It seems for the OPTIONS response, the meet.jit.si response contains the following headers

    access-control-allow-origin: https://my.domain.com
    access-control-allow-origin:  *

Which the latest Chrome browser does not like it.

Can you reproduce the problem using curl ?

So, can be, but at opera wiht “89.0.4389.114” version, the same problem

No, with curl all is fine

Well, if it works with curl it’s a mystery since HTTP is supposed to be a stateless protocol - unless there are cookies set when accessing from the browser. You could possibly explore this using a sniffer such as with this article. I have checked and under Linux recent Firefox still generates the key file. Did not check if it actually works though.

Do you have Jitsi inside iframe?
Is this a response from your server or from meet.jit.si?

$ curl --header 'Origin: https://foo' --verbose https://meet.jit.si/http-bind 2>&1 | grep access-control-allow-origin
< access-control-allow-origin: https://foo
< access-control-allow-origin: *

This is a misconfiguration on the meet.jit.si server. By the CORS spec, if * is present then nothing else should be present. @damencho FYI

4 Likes

No, I using lib-jitsi-meet API (low level)

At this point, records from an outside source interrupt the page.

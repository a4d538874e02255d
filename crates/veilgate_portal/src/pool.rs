use tracing::{debug, trace};

use veilgate_shared::camera::Eye;

use crate::backend::{FilterMode, RenderBackend, RenderTargetDesc, TextureHandle, WrapMode};
use crate::placement::PlacementKey;
use crate::settings::{QualitySettings, TextureFormat, TextureSize};

const TEXTURE_ANISOTROPY: u32 = 9;

/// A render target owned by the pool. The locks are bookkeeping only: a
/// locked texture is not handed out again until the locks are cleared.
#[derive(Debug, Clone, PartialEq)]
pub struct PooledTexture {
    pub handle: TextureHandle,
    pub desc: RenderTargetDesc,
    pub eye: Eye,
    /// Held while the texture backs a view of the current chain.
    pub lite_lock: bool,
    /// Held by a root-level view for the rest of the pass.
    pub full_lock: bool,
    pub key: Option<PlacementKey>,
}

impl PooledTexture {
    pub fn is_free(&self) -> bool {
        !self.lite_lock && !self.full_lock
    }
}

/// Settings that force every pooled texture to be recreated when they change.
#[derive(Debug, Clone, Copy, PartialEq)]
struct TargetConfig {
    texture_size: TextureSize,
    use_screen_scale_factor: bool,
    screen_scale_factor: f32,
    samples: u32,
    format: TextureFormat,
}

impl TargetConfig {
    fn from_quality(quality: &QualitySettings) -> Self {
        Self {
            texture_size: quality.texture_size,
            use_screen_scale_factor: quality.use_screen_scale_factor,
            screen_scale_factor: quality.screen_scale_factor,
            samples: quality.anti_aliasing.samples(),
            format: quality.render_texture_format,
        }
    }

    fn size_for(&self, screen: TextureSize) -> TextureSize {
        if !self.use_screen_scale_factor {
            return self.texture_size;
        }
        let scale = |edge: u32| ((edge as f32 * self.screen_scale_factor) as u32).max(1);
        TextureSize::new(scale(screen.width), scale(screen.height))
    }
}

#[derive(Debug, Clone)]
pub struct TexturePool {
    textures: Vec<PooledTexture>,
    config: TargetConfig,
}

impl TexturePool {
    pub fn new(quality: &QualitySettings) -> Self {
        Self {
            textures: Vec::new(),
            config: TargetConfig::from_quality(quality),
        }
    }

    pub fn len(&self) -> usize {
        self.textures.len()
    }

    pub fn is_empty(&self) -> bool {
        self.textures.is_empty()
    }

    pub fn get(&self, index: usize) -> Option<&PooledTexture> {
        self.textures.get(index)
    }

    pub fn iter(&self) -> impl Iterator<Item = &PooledTexture> {
        self.textures.iter()
    }

    /// Index of a free texture for `eye`, allocating one through `backend`
    /// when every existing texture is locked.
    pub fn acquire(&mut self, eye: Eye, backend: &mut dyn RenderBackend) -> usize {
        if let Some(index) = self
            .textures
            .iter()
            .position(|texture| texture.eye == eye && texture.is_free())
        {
            return index;
        }

        let desc = RenderTargetDesc {
            label: "portal view",
            size: self.config.size_for(backend.screen_size()),
            format: self.config.format,
            samples: self.config.samples,
            mip_levels: 1,
            wrap: WrapMode::Mirror,
            filter: FilterMode::Trilinear,
            anisotropy: TEXTURE_ANISOTROPY,
        };
        let handle = backend.create_target(&desc);
        trace!(
            "Allocated portal texture {handle:?} ({}x{}) for {eye:?}",
            desc.size.width,
            desc.size.height
        );
        self.textures.push(PooledTexture {
            handle,
            desc,
            eye,
            lite_lock: false,
            full_lock: false,
            key: None,
        });
        self.textures.len() - 1
    }

    /// Marks `index` as backing the view identified by `key`. A root view also
    /// releases every lite lock, since the chain that held them is complete.
    pub fn lock(&mut self, index: usize, key: PlacementKey, is_root: bool) {
        if is_root {
            for texture in &mut self.textures {
                texture.lite_lock = false;
            }
        }
        let Some(texture) = self.textures.get_mut(index) else {
            return;
        };
        texture.key = Some(key);
        if is_root {
            texture.full_lock = true;
        } else {
            texture.lite_lock = true;
        }
    }

    pub fn release_all(&mut self) {
        for texture in &mut self.textures {
            texture.lite_lock = false;
            texture.full_lock = false;
        }
    }

    /// Texture already rendered this pass for `key`, if it is still held.
    pub fn texture_for(&self, key: PlacementKey, eye: Eye) -> Option<TextureHandle> {
        self.textures
            .iter()
            .find(|texture| texture.eye == eye && texture.key == Some(key) && !texture.is_free())
            .map(|texture| texture.handle)
    }

    pub fn locked_count(&self) -> usize {
        self.textures.iter().filter(|texture| !texture.is_free()).count()
    }

    /// Adopts new quality settings. Returns `true` when the target
    /// configuration changed and every texture was destroyed.
    pub fn apply_settings(&mut self, quality: &QualitySettings, backend: &mut dyn RenderBackend) -> bool {
        let config = TargetConfig::from_quality(quality);
        if config == self.config {
            return false;
        }
        self.config = config;
        let count = self.textures.len();
        self.clear(backend);
        debug!("Portal texture settings changed, dropped {count} pooled textures");
        true
    }

    pub fn clear(&mut self, backend: &mut dyn RenderBackend) {
        for texture in self.textures.drain(..) {
            backend.destroy_target(texture.handle);
        }
    }
}

#[cfg(test)]
mod tests {
    use super::TexturePool;
    use crate::backend::{RecordingBackend, WrapMode};
    use crate::placement::{AncestorChain, PlacementKey};
    use crate::portal::PortalId;
    use crate::settings::{AntiAliasing, QualitySettings, TextureSize};
    use veilgate_shared::camera::Eye;

    fn key(surface: usize, depth: u32) -> PlacementKey {
        PlacementKey {
            surface: PortalId(surface),
            ancestors: AncestorChain::ROOT,
            depth,
        }
    }

    #[test]
    fn free_textures_are_reused_per_eye() {
        let quality = QualitySettings::default();
        let mut backend = RecordingBackend::default();
        let mut pool = TexturePool::new(&quality);

        let left = pool.acquire(Eye::Left, &mut backend);
        assert_eq!(pool.acquire(Eye::Left, &mut backend), left);
        let right = pool.acquire(Eye::Right, &mut backend);
        assert_ne!(left, right);
        assert_eq!(backend.created.len(), 2);

        let desc = &pool.get(left).unwrap().desc;
        assert_eq!(desc.size, TextureSize::new(512, 512));
        assert_eq!(desc.samples, 2);
        assert_eq!(desc.mip_levels, 1);
        assert_eq!(desc.wrap, WrapMode::Mirror);
    }

    #[test]
    fn locked_textures_are_not_handed_out() {
        let quality = QualitySettings::default();
        let mut backend = RecordingBackend::default();
        let mut pool = TexturePool::new(&quality);

        let first = pool.acquire(Eye::Left, &mut backend);
        pool.lock(first, key(0, 2), false);
        let second = pool.acquire(Eye::Left, &mut backend);
        assert_ne!(first, second);
        assert_eq!(pool.texture_for(key(0, 2), Eye::Left), Some(pool.get(first).unwrap().handle));
        assert_eq!(pool.texture_for(key(0, 2), Eye::Right), None);
    }

    #[test]
    fn root_lock_releases_lite_locks() {
        let quality = QualitySettings::default();
        let mut backend = RecordingBackend::default();
        let mut pool = TexturePool::new(&quality);

        let deep = pool.acquire(Eye::Left, &mut backend);
        pool.lock(deep, key(0, 2), false);
        let root = pool.acquire(Eye::Left, &mut backend);
        pool.lock(root, key(0, 1), true);

        assert!(pool.get(deep).unwrap().is_free());
        assert!(pool.get(root).unwrap().full_lock);
        assert_eq!(pool.acquire(Eye::Left, &mut backend), deep);

        pool.release_all();
        assert_eq!(pool.locked_count(), 0);
    }

    #[test]
    fn screen_scale_sizes_from_the_backend() {
        let mut quality = QualitySettings::default();
        quality.use_screen_scale_factor = true;
        quality.screen_scale_factor = 0.5;
        let mut backend = RecordingBackend::new(TextureSize::new(1920, 1080));
        let mut pool = TexturePool::new(&quality);

        let index = pool.acquire(Eye::Left, &mut backend);
        assert_eq!(pool.get(index).unwrap().desc.size, TextureSize::new(960, 540));
    }

    #[test]
    fn changed_settings_destroy_every_texture() {
        let mut quality = QualitySettings::default();
        let mut backend = RecordingBackend::default();
        let mut pool = TexturePool::new(&quality);
        pool.acquire(Eye::Left, &mut backend);
        pool.acquire(Eye::Right, &mut backend);

        assert!(!pool.apply_settings(&quality, &mut backend));
        quality.anti_aliasing = AntiAliasing::High;
        assert!(pool.apply_settings(&quality, &mut backend));
        assert!(pool.is_empty());
        assert_eq!(backend.destroyed.len(), 2);
        assert_eq!(backend.live_targets(), 0);
    }
}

I have never thought of sending such a header to a server; casual browsing of the internet always refers to this header being part of the response, where did you find the ref for this query to have a meaning ? without it, meet.jit.si returns 2 occurences of ‘*’, strange but not leading to an error message I think.

Origin is a standard HTTP header sent by all modern browsers in cross-origin requests (and in same-origin requests other than GET/HEAD). More info at MDN.

When Access-Control-Allow-Origin is sent multiple times in a response, it’s the same as a single header with the values comma-separated. *, * is not a valid value for the header, and neither is [some origin], *. The misconfiguration is surely the cause of the error in the OP.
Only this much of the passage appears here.